* _Problem requirements_
Filter these entries down to the lines that hold the word "Result", and show each of them.

======== Listed entries ========

// SPDX-FileCopyrightText: 2026 Pagebot Contributors
// SPDX-License-Identifier: MIT OR Apache-2.0

use async_trait::async_trait;
use pagebot_config::model::MessengerConfig;
use pagebot_core::traits::{ChannelAdapter, PluginAdapter};
use pagebot_core::types::{AdapterType, Channel, HealthStatus, MessageId, OutboundMessage};
use pagebot_core::PagebotError;
use tracing::{debug, info};

use crate::client::GraphClient;

/// Delivers outbound payloads through the Messenger Send API.
pub struct MessengerChannel {
    client: GraphClient,
}

impl MessengerChannel {
    pub fn new(config: &MessengerConfig) -> Result<Self, PagebotError> {
        let client = GraphClient::new(&config.graph_base_url, &config.graph_api_version)?;
        info!(
            version = config.graph_api_version.as_str(),
            "Messenger channel initialized"
        );
        Ok(Self { client })
    }
}

#[async_trait]
impl PluginAdapter for MessengerChannel {
    fn name(&self) -> &str {
        "messenger"
    }

    fn version(&self) -> semver::Version {
        semver::Version::new(0, 1, 0)
    }

    fn adapter_type(&self) -> AdapterType {
        AdapterType::Channel
    }

    async fn health_check(&self) -> Result<HealthStatus, PagebotError> {
        Ok(HealthStatus::Healthy)
    }

    async fn shutdown(&self) -> Result<(), PagebotError> {
        debug!("Messenger channel shutting down");
        Ok(())
    }
}

#[async_trait]
impl ChannelAdapter for MessengerChannel {
    fn channel(&self) -> Channel {
        Channel::Messenger
    }

    async fn send(&self, msg: OutboundMessage) -> Result<MessageId, PagebotError> {
        let token = msg
            .page_access_token
            .as_deref()
            .filter(|t| !t.is_empty())
            .ok_or_else(|| {
                PagebotError::channel(format!("page {} has no access token", msg.page_id))
            })?;
        let id = self
            .client
            .send(token, &msg.recipient_id, &msg.payload)
            .await?;
        Ok(MessageId(id))
    }
}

========

* _Output for this task_
    pub fn new(config: &MessengerConfig) -> Result<Self, PagebotError> {
    async fn health_check(&self) -> Result<HealthStatus, PagebotError> {
    async fn shutdown(&self) -> Result<(), PagebotError> {
    async fn send(&self, msg: OutboundMessage) -> Result<MessageId, PagebotError> {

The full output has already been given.